Saved entries
################

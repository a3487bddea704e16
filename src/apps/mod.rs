pub mod cicd;
pub mod fluentd;
pub mod knative;
pub mod minio;
pub mod nats;
pub mod redis;
pub mod tekton;
pub mod wait;

use crate::error::Result;
use crate::messages;
use crate::plan::Plan;

use clap::Subcommand;

#[derive(Debug, Clone, Subcommand)]
pub enum InstallCommand {
    /// Install the CI/CD tasks, secrets and pipelines
    Cicd(cicd::CicdArgs),
    /// Install tekton pipelines and dashboard
    Tekton,
    /// Install nats-operator
    NatsOperator,
    /// Install nats-streaming-operator
    NatsStreamingOperator,
    /// Install nats-streaming-instance
    NatsStreamingInstance,
    /// Install minio-operator
    MinioOperator,
    /// Install minio-instance
    MinioInstance(minio::MinioInstanceArgs),
    /// Install knative-serving
    KnativeServing(knative::KnativeServingArgs),
    /// Install knative-eventing
    KnativeEventing,
    /// Install redis
    Redis(redis::RedisArgs),
    /// Install fluentd
    #[command(alias = "fluent")]
    Fluentd(fluentd::FluentdArgs),
    /// Wait for the platform workloads to become ready
    WaitInstall,
}

impl InstallCommand {
    pub fn name(&self) -> &'static str {
        match self {
            InstallCommand::Cicd(_) => "cicd",
            InstallCommand::Tekton => "tekton",
            InstallCommand::NatsOperator => "nats-operator",
            InstallCommand::NatsStreamingOperator => "nats-streaming-operator",
            InstallCommand::NatsStreamingInstance => "nats-streaming-instance",
            InstallCommand::MinioOperator => "minio-operator",
            InstallCommand::MinioInstance(_) => "minio-instance",
            InstallCommand::KnativeServing(_) => "knative-serving",
            InstallCommand::KnativeEventing => "knative-eventing",
            InstallCommand::Redis(_) => "redis",
            InstallCommand::Fluentd(_) => "fluentd",
            InstallCommand::WaitInstall => "wait-install",
        }
    }

    /// Validate flags, read input files and render every document.
    pub fn plan(&self) -> Result<Plan> {
        match self {
            InstallCommand::Cicd(args) => cicd::plan(args),
            InstallCommand::Tekton => Ok(tekton::plan()),
            InstallCommand::NatsOperator => Ok(nats::operator_plan()),
            InstallCommand::NatsStreamingOperator => Ok(nats::streaming_operator_plan()),
            InstallCommand::NatsStreamingInstance => nats::streaming_instance_plan(),
            InstallCommand::MinioOperator => Ok(minio::operator_plan()),
            InstallCommand::MinioInstance(args) => minio::instance_plan(args),
            InstallCommand::KnativeServing(args) => knative::serving_plan(args),
            InstallCommand::KnativeEventing => knative::eventing_plan(),
            InstallCommand::Redis(args) => redis::plan(args),
            InstallCommand::Fluentd(args) => fluentd::plan(args),
            InstallCommand::WaitInstall => Ok(wait::plan()),
        }
    }

    pub fn installed_message(&self) -> String {
        let component = component(self.name());
        let (title, info) = component.map(|c| (c.title, c.info)).unwrap_or(("", ""));
        messages::installed(title, info)
    }
}

pub struct Component {
    pub name: &'static str,
    pub title: &'static str,
    pub info: &'static str,
}

/// Listed by `install` without a component, in this order.
pub const COMPONENTS: &[Component] = &[
    Component {
        name: "cicd",
        title: "Cicd has been installed",
        info: cicd::INFO,
    },
    Component {
        name: "fluentd",
        title: "Fluentd has been installed.",
        info: "#",
    },
    Component {
        name: "knative-eventing",
        title: "Knative Eventing has been installed.",
        info: "#",
    },
    Component {
        name: "knative-serving",
        title: "Knative serving has been installed.",
        info: "#",
    },
    Component {
        name: "minio-instance",
        title: "Minio Instance has been installed.",
        info: "#",
    },
    Component {
        name: "minio-operator",
        title: "Minio Operator has been installed.",
        info: "#",
    },
    Component {
        name: "nats-operator",
        title: "Nats operator installed to default namespace.",
        info: "#",
    },
    Component {
        name: "nats-streaming-instance",
        title: "Nats Streaming Instance has been installed.",
        info: "#",
    },
    Component {
        name: "nats-streaming-operator",
        title: "Nats streaming operator installed to default namespace.",
        info: "#",
    },
    Component {
        name: "redis",
        title: "Redis has been installed.",
        info: "#",
    },
    Component {
        name: "tekton",
        title: "Tekton Dashboard has been installed.",
        info: tekton::INFO,
    },
    Component {
        name: "wait-install",
        title: "Infrastructure installation finished.",
        info: "#",
    },
];

pub fn component(name: &str) -> Option<&'static Component> {
    COMPONENTS.iter().find(|c| c.name == name)
}

/// `install` with no component.
pub fn usage() -> String {
    let list: Vec<String> = COMPONENTS.iter().map(|c| format!(" - {}", c.name)).collect();
    format!(
        "You can install:\n{}\n\nRun coolknative install NAME --help to see configuration options.",
        list.join("\n")
    )
}

#[cfg(test)]
mod tests {
    use super::*;
    use clap::Parser;
    use pretty_assertions::assert_eq;

    #[derive(Parser)]
    struct Cli {
        #[command(subcommand)]
        install: InstallCommand,
    }

    fn parse(argv: &[&str]) -> InstallCommand {
        let mut full = vec!["install"];
        full.extend_from_slice(argv);
        Cli::try_parse_from(full).unwrap().install
    }

    #[test]
    fn every_subcommand_has_a_component_entry() {
        let commands = [
            parse(&["cicd"]),
            parse(&["tekton"]),
            parse(&["nats-operator"]),
            parse(&["nats-streaming-operator"]),
            parse(&["nats-streaming-instance"]),
            parse(&["minio-operator"]),
            parse(&["minio-instance"]),
            parse(&["knative-serving"]),
            parse(&["knative-eventing"]),
            parse(&["redis"]),
            parse(&["fluentd"]),
            parse(&["wait-install"]),
        ];
        for command in &commands {
            assert!(component(command.name()).is_some(), "{}", command.name());
        }
        assert_eq!(commands.len(), COMPONENTS.len());
    }

    #[test]
    fn fluent_alias_is_accepted() {
        assert_eq!(parse(&["fluent"]).name(), "fluentd");
    }

    #[test]
    fn plans_are_named_after_their_component() {
        for argv in [
            vec!["tekton"],
            vec!["knative-serving"],
            vec!["knative-eventing"],
            vec!["redis"],
            vec!["fluentd"],
            vec!["wait-install"],
            vec!["minio-instance", "-a", "k", "-s", "s"],
            vec!["cicd", "-u", "u", "-p", "p"],
        ] {
            let command = parse(&argv);
            assert_eq!(command.plan().unwrap().component(), command.name());
        }
    }

    #[test]
    fn installed_message_uses_component_info() {
        let message = parse(&["tekton"]).installed_message();
        assert!(message.contains("= Tekton Dashboard has been installed."));
        assert!(message.contains("kubectl proxy"));
    }

    #[test]
    fn usage_lists_components() {
        let usage = usage();
        assert!(usage.starts_with("You can install:\n - cicd\n - fluentd\n"));
        assert!(usage.contains(" - wait-install\n\nRun coolknative install NAME --help"));
    }
}
use crate::error::{InstallError, Result};

use base64::Engine;
use base64::engine::general_purpose::STANDARD;
use std::collections::BTreeMap;
use std::fs;
use std::path::Path;

/// Base64 (standard alphabet, padded) as Kubernetes secret `data` expects.
pub fn encode(bytes: impl AsRef<[u8]>) -> String {
    STANDARD.encode(bytes)
}

/// Read a file, normalise CRLF line endings to LF, and base64 encode it.
pub fn file_to_base64(path: &Path) -> Result<String> {
    let data = fs::read(path)
        .map_err(|e| InstallError::validation(format!("read {}: {}", path.display(), e)))?;
    Ok(encode(normalize_line_endings(&data)))
}

fn normalize_line_endings(data: &[u8]) -> Vec<u8> {
    let mut out = Vec::with_capacity(data.len());
    let mut i = 0;
    while i < data.len() {
        if data[i] == b'\r' && data.get(i + 1) == Some(&b'\n') {
            i += 1;
            continue;
        }
        out.push(data[i]);
        i += 1;
    }
    out
}

/// Container registry login for a docker-config secret.
#[derive(Debug, Clone)]
pub struct DockerCredentials {
    pub server: String,
    pub username: String,
    pub password: String,
}

impl DockerCredentials {
    /// Both username and password must be non-empty.
    pub fn new(server: &str, username: &str, password: &str) -> Result<Self> {
        if username.is_empty() || password.is_empty() {
            return Err(InstallError::validation(
                "both --docker-username and --docker-password must be set and not empty",
            ));
        }
        Ok(Self {
            server: server.to_string(),
            username: username.to_string(),
            password: password.to_string(),
        })
    }

    /// `base64("<username>:<password>")`.
    pub fn auth(&self) -> String {
        encode(format!("{}:{}", self.username, self.password))
    }

    /// `.dockerconfigjson` payload:
    /// `{"auths":{"<server>":{"auth":..,"password":..,"username":..}}}`.
    pub fn config_json(&self) -> String {
        let entry = serde_json::json!({
            "username": self.username,
            "password": self.password,
            "auth": self.auth(),
        });
        let mut auths = serde_json::Map::new();
        auths.insert(self.server.clone(), entry);
        serde_json::json!({ "auths": auths }).to_string()
    }

    pub fn config_json_base64(&self) -> String {
        encode(self.config_json())
    }
}

/// Parse repeated `key=value` overrides. Later keys win.
pub fn parse_overrides(overrides: &[String]) -> Result<BTreeMap<String, String>> {
    let mut out = BTreeMap::new();
    for item in overrides {
        let parts: Vec<&str> = item.split('=').collect();
        if parts.len() != 2 || parts[0].is_empty() {
            return Err(InstallError::validation(format!(
                "incorrect format for custom flag `{}`, expected key=value",
                item
            )));
        }
        out.insert(parts[0].to_string(), parts[1].to_string());
    }
    Ok(out)
}

/// Wrap in double quotes unless already quoted.
pub fn ensure_quoted(value: &str) -> String {
    if value.starts_with('"') {
        value.to_string()
    } else {
        format!("\"{}\"", value)
    }
}

/// Remove one pair of surrounding double quotes, if present.
pub fn strip_quotes(value: &str) -> &str {
    value
        .strip_prefix('"')
        .and_then(|v| v.strip_suffix('"'))
        .unwrap_or(value)
}

#[cfg(test)]
mod tests {
    use super::*;
    use base64::Engine;
    use base64::engine::general_purpose::STANDARD;
    use pretty_assertions::assert_eq;

    fn decode(s: &str) -> String {
        String::from_utf8(STANDARD.decode(s).unwrap()).unwrap()
    }

    #[test]
    fn docker_config_embeds_basic_auth() {
        let creds = DockerCredentials::new("index.docker.io", "u", "p").unwrap();
        assert_eq!(creds.auth(), encode("u:p"));

        let json: serde_json::Value =
            serde_json::from_str(&decode(&creds.config_json_base64())).unwrap();
        let entry = &json["auths"]["index.docker.io"];
        assert_eq!(entry["auth"], serde_json::Value::String(encode("u:p")));
        assert_eq!(entry["username"], "u");
        assert_eq!(entry["password"], "p");
    }

    #[test]
    fn credentials_with_quotes_stay_valid_json() {
        let creds = DockerCredentials::new("r.example", "u\"x", "p\\q").unwrap();
        let json: serde_json::Value = serde_json::from_str(&creds.config_json()).unwrap();
        assert_eq!(json["auths"]["r.example"]["username"], "u\"x");
    }

    #[test]
    fn empty_credentials_are_rejected() {
        for (u, p) in [("", "p"), ("u", ""), ("", "")] {
            let err = DockerCredentials::new("s", u, p).unwrap_err();
            assert!(matches!(err, InstallError::Validation { .. }));
        }
    }

    #[test]
    fn file_to_base64_normalises_crlf() {
        let tmp = tempfile::tempdir().unwrap();
        let path = tmp.path().join("key");
        fs::write(&path, b"line1\r\nline2\r\n\rx").unwrap();
        assert_eq!(decode(&file_to_base64(&path).unwrap()), "line1\nline2\n\rx");
    }

    #[test]
    fn unreadable_file_is_a_validation_error() {
        let tmp = tempfile::tempdir().unwrap();
        let err = file_to_base64(&tmp.path().join("missing")).unwrap_err();
        assert!(matches!(err, InstallError::Validation { .. }));
    }

    #[test]
    fn overrides_need_key_and_value() {
        let ok = parse_overrides(&["a=1".to_string(), "b=2".to_string(), "a=3".to_string()]).unwrap();
        assert_eq!(ok.get("a").map(String::as_str), Some("3"));
        assert_eq!(ok.len(), 2);

        for bad in ["novalue", "a=b=c", "=x"] {
            assert!(parse_overrides(&[bad.to_string()]).is_err(), "{bad}");
        }
    }

    #[test]
    fn quoting_helpers() {
        assert_eq!(ensure_quoted("{{.Name}}.{{.Domain}}"), "\"{{.Name}}.{{.Domain}}\"");
        assert_eq!(ensure_quoted("\"x\""), "\"x\"");
        assert_eq!(strip_quotes("\"1.2.3.4\""), "1.2.3.4");
        assert_eq!(strip_quotes("localhost"), "localhost");
    }
}
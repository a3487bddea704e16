use crate::config;
use crate::error::Result;
use crate::plan::Plan;

use clap::{ArgAction, Args};

const BITNAMI_REPO: &str = "https://charts.bitnami.com/bitnami";
const CHART: &str = "bitnami/redis";
const RELEASE: &str = "redis";

#[derive(Debug, Clone, Args)]
pub struct RedisArgs {
    /// Update the helm repo
    #[arg(long, default_value_t = true, action = ArgAction::Set)]
    pub update_repo: bool,

    /// Kubernetes namespace for the application
    #[arg(long, default_value = "default")]
    pub namespace: String,

    /// Use custom flags or override existing flags (example --set persistence.enabled=true)
    #[arg(long = "set")]
    pub set: Vec<String>,
}

pub fn plan(args: &RedisArgs) -> Result<Plan> {
    let overrides = config::parse_overrides(&args.set)?;

    let mut plan = Plan::new("redis");
    plan.helm("repo-add", ["repo", "add", "bitnami", BITNAMI_REPO]);
    if args.update_repo {
        plan.helm("repo-update", ["repo", "update"]);
    }
    plan.kubectl_tolerant("create-namespace", ["create", "namespace", args.namespace.as_str()]);

    let mut install: Vec<String> = ["upgrade", "--install", RELEASE, CHART, "--namespace"]
        .iter()
        .map(|s| s.to_string())
        .collect();
    install.push(args.namespace.clone());
    for (key, value) in &overrides {
        install.push("--set".to_string());
        install.push(format!("{key}={value}"));
    }
    plan.helm("chart", install);

    Ok(plan)
}
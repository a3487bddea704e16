use crate::plan::Plan;

pub const PIPELINE_RELEASE: &str =
    "https://github.com/tektoncd/pipeline/releases/download/v0.15.1/release.yaml";
pub const DASHBOARD_RELEASE: &str =
    "https://github.com/tektoncd/dashboard/releases/download/v0.8.2/tekton-dashboard-release.yaml";

pub const INFO: &str = "#To forward the dashboard to your local machine
kubectl proxy

# Once Proxying you can navigate to the below
http://localhost:8001/api/v1/namespaces/tekton-pipelines/services/tekton-dashboard:http/proxy/#/";

pub fn plan() -> Plan {
    let mut plan = Plan::new("tekton");
    plan.apply_url("tekton-pipelines", PIPELINE_RELEASE);
    plan.apply_url("tekton-dashboard", DASHBOARD_RELEASE);
    plan
}

#[cfg(test)]
mod tests {
    use super::*;
    use crate::plan::execute;
    use crate::submit::fake::FakeRunner;
    use crate::submit::{ScratchDir, Submitter};
    use pretty_assertions::assert_eq;

    #[test]
    fn dashboard_is_not_applied_when_pipelines_fail() {
        let tmp = tempfile::tempdir().unwrap();
        let runner = FakeRunner::new().failing_on("pipeline/releases", 1, "connection refused");
        let submitter = Submitter::new(runner, ScratchDir::new(tmp.path()));

        let report = execute(plan(), &submitter);
        assert_eq!(report.not_attempted(), vec!["tekton-dashboard"]);
        assert_eq!(
            submitter.runner().calls()[0].args,
            vec!["apply", "-f", PIPELINE_RELEASE]
        );
    }
}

################

What lines above mention "flags"? Copy each one.

    /// Validate flags, read input files and render every document.
    /// Use custom flags or override existing flags (example --set persistence.enabled=true)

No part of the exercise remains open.